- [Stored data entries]
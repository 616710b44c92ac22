use crate::embeddings::EmbeddingProvider;
use crate::error::{Result, VectorStoreError};
use crate::records::{chunk_id, chunk_path, chunk_text, METADATA_KEYS};
use crate::types::EmbeddingRecord;
use serde_json::{Map, Value};
use std::fs::File;
use std::io::{BufReader, BufWriter, Write};
use std::path::Path;
use std::time::Instant;

pub const DEFAULT_BATCH_SIZE: usize = 64;

/// Counts from one [`CodeEmbedder::generate`] run
#[derive(Debug, Clone, Copy, Default, PartialEq, Eq)]
pub struct EmbedReport {
    pub written: usize,
    /// Records with no text, plus items whose encoding failed
    pub skipped: usize,
}

/// Turns chunk records into embedding records, batch by batch
pub struct CodeEmbedder<P> {
    provider: P,
    batch_size: usize,
    sample_size: Option<usize>,
}

impl<P: EmbeddingProvider> CodeEmbedder<P> {
    pub fn new(provider: P) -> Self {
        Self {
            provider,
            batch_size: DEFAULT_BATCH_SIZE,
            sample_size: None,
        }
    }

    /// Builder: items per encode call (at least 1)
    #[must_use]
    pub fn with_batch_size(mut self, batch_size: usize) -> Self {
        self.batch_size = batch_size.max(1);
        self
    }

    /// Builder: only embed the first `sample_size` records
    #[must_use]
    pub fn with_sample_size(mut self, sample_size: Option<usize>) -> Self {
        self.sample_size = sample_size.filter(|&n| n > 0);
        self
    }

    pub fn provider(&self) -> &P {
        &self.provider
    }

    /// Embed `records` and stream them to `writer` as a JSON array
    pub async fn generate<W: Write>(&self, records: &[Value], mut writer: W) -> Result<EmbedReport> {
        let records = match self.sample_size {
            Some(limit) if limit < records.len() => {
                log::warn!(
                    "sample_size={limit}: only using first {limit} / {} records",
                    records.len()
                );
                &records[..limit]
            }
            _ => records,
        };
        let total = records.len();
        log::info!(
            "Embedding {total} records (batch_size={})",
            self.batch_size
        );

        let started = Instant::now();
        let mut report = EmbedReport::default();
        writer.write_all(b"[\n")?;

        for (batch_index, batch) in records.chunks(self.batch_size).enumerate() {
            let mut texts = Vec::with_capacity(batch.len());
            let mut sources = Vec::with_capacity(batch.len());
            for record in batch {
                let text = chunk_text(record);
                if text.is_empty() {
                    report.skipped += 1;
                    continue;
                }
                texts.push(text.to_string());
                sources.push(record);
            }

            let processed = (batch_index * self.batch_size + batch.len()).min(total);
            if texts.is_empty() {
                log::info!("Batch ending at {processed}: nothing to encode");
                continue;
            }

            let vectors = self.encode(&texts).await;
            for (record, vector) in sources.into_iter().zip(vectors) {
                let Some(vector) = vector else {
                    report.skipped += 1;
                    continue;
                };
                if report.written > 0 {
                    writer.write_all(b",\n")?;
                }
                serde_json::to_writer(&mut writer, &embedding_record(record, vector))?;
                report.written += 1;
            }

            log::info!(
                "Processed {processed}/{total}, written {} (skipped {})",
                report.written,
                report.skipped
            );
        }

        writer.write_all(b"\n]\n")?;
        writer.flush()?;
        log::info!(
            "Finished embedding: written {}, skipped {}, {:.1}s",
            report.written,
            report.skipped,
            started.elapsed().as_secs_f64()
        );
        Ok(report)
    }

    /// [`generate`](Self::generate) into a file, creating parent directories
    pub async fn generate_file(&self, records: &[Value], output: impl AsRef<Path>) -> Result<EmbedReport> {
        let output = output.as_ref();
        if let Some(parent) = output.parent().filter(|p| !p.as_os_str().is_empty()) {
            std::fs::create_dir_all(parent)?;
        }
        let writer = BufWriter::new(File::create(output)?);
        self.generate(records, writer).await
    }

    /// One vector slot per text; `None` where encoding failed
    async fn encode(&self, texts: &[String]) -> Vec<Option<Vec<f32>>> {
        match self.provider.embed_batch(texts).await {
            Ok(vectors) if vectors.len() == texts.len() => return vectors.into_iter().map(Some).collect(),
            Ok(vectors) => log::warn!(
                "Batch encode returned {} vectors for {} texts; falling back to per-item encoding",
                vectors.len(),
                texts.len()
            ),
            Err(e) => log::warn!("Batch encode failed: {e}; falling back to per-item encoding"),
        }

        let mut vectors = Vec::with_capacity(texts.len());
        for text in texts {
            match self.provider.embed(text).await {
                Ok(vector) => vectors.push(Some(vector)),
                Err(e) => {
                    log::warn!("Single encode failed: {e}; skipping one item");
                    vectors.push(None);
                }
            }
        }
        vectors
    }
}

fn embedding_record(record: &Value, vector: Vec<f32>) -> EmbeddingRecord {
    let metadata: Map<String, Value> = METADATA_KEYS
        .iter()
        .map(|key| {
            let value = record.get(*key).cloned().unwrap_or(Value::Null);
            ((*key).to_string(), value)
        })
        .collect();
    EmbeddingRecord {
        id: chunk_id(record),
        path: chunk_path(record).to_string(),
        vector: Some(vector),
        metadata,
    }
}

/// Read a chunk file as loose JSON records; the top level must be an array
pub fn load_records(path: impl AsRef<Path>) -> Result<Vec<Value>> {
    let path = path.as_ref();
    let reader = BufReader::new(File::open(path)?);
    match serde_json::from_reader(reader)? {
        Value::Array(records) => {
            log::info!("Loaded {} records from {}", records.len(), path.display());
            Ok(records)
        }
        _ => Err(VectorStoreError::InvalidInput(format!(
            "{} must hold a JSON list of chunk objects",
            path.display()
        ))),
    }
}

/// Read an `embeddings.json` file
pub fn load_embeddings(path: impl AsRef<Path>) -> Result<Vec<EmbeddingRecord>> {
    let path = path.as_ref();
    let reader = BufReader::new(File::open(path)?);
    let records: Vec<EmbeddingRecord> = serde_json::from_reader(reader)?;
    log::info!("Loaded {} raw embeddings from {}", records.len(), path.display());
    Ok(records)
}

- [What the exercise asks] Starting with the first line of the records, repeat every line up to and including the one containing "use std::fs::File;", and nothing else.

- [Response to this task]
repository 616710b44c92ac22
use crate::embeddings::EmbeddingProvider;
use crate::error::{Result, VectorStoreError};
use crate::records::{chunk_id, chunk_path, chunk_text, METADATA_KEYS};
use crate::types::EmbeddingRecord;
use serde_json::{Map, Value};
use std::fs::File;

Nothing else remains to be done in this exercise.